Литмир - Электронная Библиотека

Изрядно захмелевшие уже слушатели вдарили разухабистым смехом по относительной тишине застолья, да так, что тюль на окне прикинулась “парусом под тугим ветром”. А откуда-то с краю прозвучало: «Да – Акимич, но…».

Той провёл ладонью перед лицом и, выйдя из неудавшегося ему образа, поднял стакан, вытянул вперёд руку на уровне груди и, дождавшись когда “парус” сдуется, а занавеска вновь станет сама собой, очень симпатично улыбаясь, сказал:

– С новым учебным годом, учащиеся! А если серьёзно… С Новым годом!!!

Той стоял, держа в вытянутой руке “бокал” с шампанским, и будто бы собирался с мыслями. Все тоже решили, что он сейчас что-то обдумает и продолжит, а поэтому тишина победила нетерпение и наглухо утрамбовала комнату. И тут – в этом вязком ожидании – в ходиках неожиданно что-то щёлкнуло, зашипело и, из открывшейся дверки вылетела кукушка. При полной тишине за столом она проделала двенадцать раз положенное ей “пение”, юркнула в домик и захлопнула за собой дверь.

Лишь секундная задержка отделила хлопок двери от громогласного «урраа» на все лады и переливы. Дружное и беспорядочное чоканье слегка поубавило напитка в стаканах, но брызги шампанского лишь усилили восторг. Шипучее вино взбодрило прикорнувший на время энтузиазм, и он вновь объединил весь стол в желании всех и каждого что-то сказать от себя и для всех, но своё и одновременно со всеми.
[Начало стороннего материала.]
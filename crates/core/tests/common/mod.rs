//! Scripted WFD source and recording media sink for integration tests.

#![allow(dead_code)]

use std::io::{BufRead, BufReader, Read, Write};
use std::net::{TcpListener, TcpStream};
use std::sync::Arc;
use std::time::{Duration, Instant};

use parking_lot::Mutex;

use wfd::protocol::header::RtpInfo;
use wfd::session::NegotiatedTransport;
use wfd::wfd::AvFormatChangeTiming;
use wfd::wfd::formats::StreamInfo;
use wfd::{
    Command, Dispatcher, MediaSink, PlaybackState, Progress, ProgressKind, SessionConfig,
    SinkEvent, WfdError,
};

pub const WAIT: Duration = Duration::from_secs(5);

/// One message read by the source side.
#[derive(Debug, Clone)]
pub struct Message {
    pub start: String,
    pub headers: Vec<(String, String)>,
    pub body: String,
}

impl Message {
    pub fn header(&self, name: &str) -> Option<&str> {
        self.headers
            .iter()
            .find(|(k, _)| k.eq_ignore_ascii_case(name))
            .map(|(_, v)| v.as_str())
    }

    pub fn cseq(&self) -> &str {
        self.header("CSeq").unwrap_or("")
    }

    pub fn is_ok(&self) -> bool {
        self.start.starts_with("RTSP/1.0 200")
    }
}

/// Listening side of the control channel, playing the WFD source.
pub struct Source {
    listener: TcpListener,
}

impl Source {
    pub fn bind() -> Self {
        Self {
            listener: TcpListener::bind("127.0.0.1:0").expect("bind source"),
        }
    }

    pub fn url(&self) -> String {
        let port = self.listener.local_addr().unwrap().port();
        format!("rtsp://127.0.0.1:{}/wfd1.0", port)
    }

    pub fn accept(&self) -> Peer {
        let (stream, _) = self.listener.accept().expect("sink connects");
        stream.set_read_timeout(Some(WAIT)).unwrap();
        stream.set_write_timeout(Some(WAIT)).unwrap();
        Peer {
            reader: BufReader::new(stream.try_clone().unwrap()),
            writer: stream,
            cseq: 0,
        }
    }
}

/// Accepted connection from the sink under test.
pub struct Peer {
    reader: BufReader<TcpStream>,
    writer: TcpStream,
    cseq: u32,
}

impl Peer {
    /// Read the next message. `None` on EOF.
    pub fn read(&mut self) -> Option<Message> {
        let mut start = String::new();
        loop {
            start.clear();
            if self.reader.read_line(&mut start).ok()? == 0 {
                return None;
            }
            if !start.trim().is_empty() {
                break;
            }
        }

        let mut headers = Vec::new();
        loop {
            let mut line = String::new();
            if self.reader.read_line(&mut line).ok()? == 0 {
                return None;
            }
            let line = line.trim_end();
            if line.is_empty() {
                break;
            }
            let (name, value) = line.split_once(':').expect("header line");
            headers.push((name.trim().to_string(), value.trim().to_string()));
        }

        let mut msg = Message {
            start: start.trim_end().to_string(),
            headers,
            body: String::new(),
        };
        if let Some(len) = msg.header("Content-Length").and_then(|v| v.parse::<usize>().ok()) {
            let mut body = vec![0u8; len];
            self.reader.read_exact(&mut body).ok()?;
            msg.body = String::from_utf8_lossy(&body).into_owned();
        }
        Some(msg)
    }

    pub fn read_request(&mut self, method: &str) -> Message {
        let msg = self.read().expect("request from sink");
        assert!(
            msg.start.starts_with(method),
            "expected {}, got {:?}",
            method,
            msg.start
        );
        msg
    }

    /// Send a request and return the sink's answer.
    pub fn request(&mut self, method: &str, uri: &str, headers: &[(&str, &str)], body: &str) -> Message {
        self.cseq += 1;
        let mut out = format!("{} {} RTSP/1.0\r\nCSeq: {}\r\n", method, uri, self.cseq);
        for (name, value) in headers {
            out.push_str(&format!("{}: {}\r\n", name, value));
        }
        if !body.is_empty() {
            out.push_str("Content-Type: text/parameters\r\n");
            out.push_str(&format!("Content-Length: {}\r\n", body.len()));
        }
        out.push_str("\r\n");
        out.push_str(body);
        self.writer.write_all(out.as_bytes()).unwrap();

        let response = self.read().expect("response from sink");
        assert!(response.start.starts_with("RTSP/1.0"), "expected response, got {:?}", response.start);
        assert_eq!(response.cseq(), self.cseq.to_string());
        response
    }

    pub fn respond(&mut self, to: &Message, status: &str, headers: &[(&str, &str)]) {
        let mut out = format!("RTSP/1.0 {}\r\nCSeq: {}\r\n", status, to.cseq());
        for (name, value) in headers {
            out.push_str(&format!("{}: {}\r\n", name, value));
        }
        out.push_str("\r\n");
        self.writer.write_all(out.as_bytes()).unwrap();
    }

    /// Assert the sink sends nothing for `window`.
    pub fn expect_silence(&mut self, window: Duration) {
        self.writer.set_read_timeout(Some(window)).unwrap();
        let mut byte = [0u8; 1];
        let result = self.reader.get_mut().read(&mut byte);
        assert!(
            matches!(&result, Err(e) if matches!(e.kind(), std::io::ErrorKind::WouldBlock | std::io::ErrorKind::TimedOut)),
            "sink was not silent: {:?}",
            result
        );
        self.writer.set_read_timeout(Some(WAIT)).unwrap();
    }
}

/// Everything the engine told the media side.
#[derive(Debug, Clone, PartialEq)]
pub enum Event {
    Transport(NegotiatedTransport),
    Released,
    State(PlaybackState),
    Sink(SinkEvent),
    RtpBase(RtpInfo),
    StreamInfo(StreamInfo),
    FormatChange(AvFormatChangeTiming),
    Progress(Progress),
    Error(String),
}

#[derive(Default)]
pub struct RecordingSink {
    events: Mutex<Vec<Event>>,
}

impl RecordingSink {
    pub fn new() -> Arc<Self> {
        Arc::new(Self::default())
    }

    pub fn events(&self) -> Vec<Event> {
        self.events.lock().clone()
    }

    fn push(&self, event: Event) {
        self.events.lock().push(event);
    }

    /// Poll until `pred` holds on the recorded events.
    pub fn wait_for(&self, pred: impl Fn(&[Event]) -> bool) -> bool {
        let deadline = Instant::now() + WAIT;
        while Instant::now() < deadline {
            if pred(&self.events.lock()) {
                return true;
            }
            std::thread::sleep(Duration::from_millis(10));
        }
        false
    }

    pub fn wait_progress(&self, command: Command, kind: ProgressKind) -> bool {
        self.wait_for(|events| count_progress(events, command, kind) > 0)
    }

    pub fn progress_count(&self, command: Command, kind: ProgressKind) -> usize {
        count_progress(&self.events.lock(), command, kind)
    }

    pub fn count(&self, pred: impl Fn(&Event) -> bool) -> usize {
        self.events.lock().iter().filter(|e| pred(e)).count()
    }
}

pub fn count_progress(events: &[Event], command: Command, kind: ProgressKind) -> usize {
    events
        .iter()
        .filter(|e| matches!(e, Event::Progress(p) if p.command == command && p.kind == kind))
        .count()
}

impl MediaSink for RecordingSink {
    fn configure_transport(&self, transport: &NegotiatedTransport) -> wfd::Result<()> {
        self.push(Event::Transport(transport.clone()));
        Ok(())
    }

    fn release_transport(&self) {
        self.push(Event::Released);
    }

    fn set_playback_state(&self, state: PlaybackState) {
        self.push(Event::State(state));
    }

    fn push_event(&self, event: SinkEvent) {
        self.push(Event::Sink(event));
    }

    fn set_rtp_base(&self, info: &RtpInfo) {
        self.push(Event::RtpBase(info.clone()));
    }

    fn stream_info_updated(&self, info: &StreamInfo) {
        self.push(Event::StreamInfo(*info));
    }

    fn av_format_changing(&self, timing: &AvFormatChangeTiming) {
        self.push(Event::FormatChange(*timing));
    }

    fn progress(&self, progress: &Progress) {
        self.push(Event::Progress(progress.clone()));
    }

    fn error(&self, error: &WfdError) {
        self.push(Event::Error(error.to_string()));
    }
}

pub const FULL_PUBLIC: &str =
    "org.wfa.wfd1.0, SETUP, TEARDOWN, PLAY, PAUSE, GET_PARAMETER, SET_PARAMETER";

pub const PRESENTATION: &str = "rtsp://127.0.0.1/wfd1.0/streamid=0";

pub fn config(url: &str) -> SessionConfig {
    let mut config = SessionConfig::new(url);
    config.rtp_port = 19000;
    config.io_timeout = Duration::from_secs(5);
    config.retry = 3;
    config.retry_delay = Duration::from_millis(20);
    config
}

pub fn start(url: &str) -> (Dispatcher, Arc<RecordingSink>) {
    let sink = RecordingSink::new();
    let dispatcher = Dispatcher::start(config(url), sink.clone());
    (dispatcher, sink)
}

/// Drive M1 through M6 from the source side. The source advertises
/// `public` (no `Public` header at all when empty) and gives the session
/// `timeout` seconds.
pub fn handshake(peer: &mut Peer, public: &str, timeout: u64) {
    // M1
    let m1 = peer.request("OPTIONS", "*", &[("Require", "org.wfa.wfd1.0")], "");
    assert!(m1.is_ok());

    // M2
    let m2 = peer.read_request("OPTIONS * RTSP/1.0");
    assert_eq!(m2.header("Require"), Some("org.wfa.wfd1.0"));
    if public.is_empty() {
        peer.respond(&m2, "200 OK", &[]);
    } else {
        peer.respond(&m2, "200 OK", &[("Public", public)]);
    }

    // M3
    let m3 = peer.request(
        "GET_PARAMETER",
        "rtsp://localhost/wfd1.0",
        &[],
        "wfd_audio_codecs\r\nwfd_video_formats\r\nwfd_client_rtp_ports\r\n",
    );
    assert!(m3.is_ok());

    // M4
    let m4_body = format!(
        "wfd_audio_codecs: AAC 00000001 00\r\n\
         wfd_video_formats: 00 00 02 02 00000020 00000000 00000000 00 0000 0000 00 none none\r\n\
         wfd_presentation_URL: {} none\r\n\
         wfd_client_rtp_ports: RTP/AVP/UDP;unicast 19000 0 mode=play\r\n",
        PRESENTATION
    );
    let m4 = peer.request("SET_PARAMETER", "rtsp://localhost/wfd1.0", &[], &m4_body);
    assert!(m4.is_ok());

    // M5: the acknowledgement must come back before SETUP.
    let m5 = peer.request(
        "SET_PARAMETER",
        "rtsp://localhost/wfd1.0",
        &[],
        "wfd_trigger_method: SETUP\r\n",
    );
    assert!(m5.is_ok());

    // M6
    let m6 = peer.read_request(&format!("SETUP {} RTSP/1.0", PRESENTATION));
    assert_eq!(
        m6.header("Transport"),
        Some("RTP/AVP/UDP;unicast;client_port=19000-19001")
    );
    let session = format!("6B8B4567;timeout={}", timeout);
    peer.respond(
        &m6,
        "200 OK",
        &[
            ("Session", &session),
            (
                "Transport",
                "RTP/AVP/UDP;unicast;client_port=19000-19001;server_port=5000-5001",
            ),
        ],
    );
}

/// Open a session and run the handshake; returns once OPEN completed.
///
/// Bind the result in this order so the peer is dropped before the
/// dispatcher and shutdown does not wait on an unanswered TEARDOWN.
pub fn open_session(public: &str) -> (Dispatcher, Arc<RecordingSink>, Source, Peer) {
    let source = Source::bind();
    let (dispatcher, sink) = start(&source.url());
    dispatcher.open();
    let mut peer = source.accept();
    handshake(&mut peer, public, 30);
    assert!(sink.wait_progress(Command::Open, ProgressKind::Complete));
    (dispatcher, sink, source, peer)
}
Всё произносимое накладывалось друг на друга и замешивалось в неимоверный компот, заливавший комнату сладостью добрых пожеланий и веры в неизбежное счастье. Чего здесь было больше: паров шампанского или просветлённого истинного сознания, освобождённого из тенёт юношеской показной дерзости – не суть. Совершенно очевидно было лишь то, что на данный конкретный момент всё это было абсолютно искренне.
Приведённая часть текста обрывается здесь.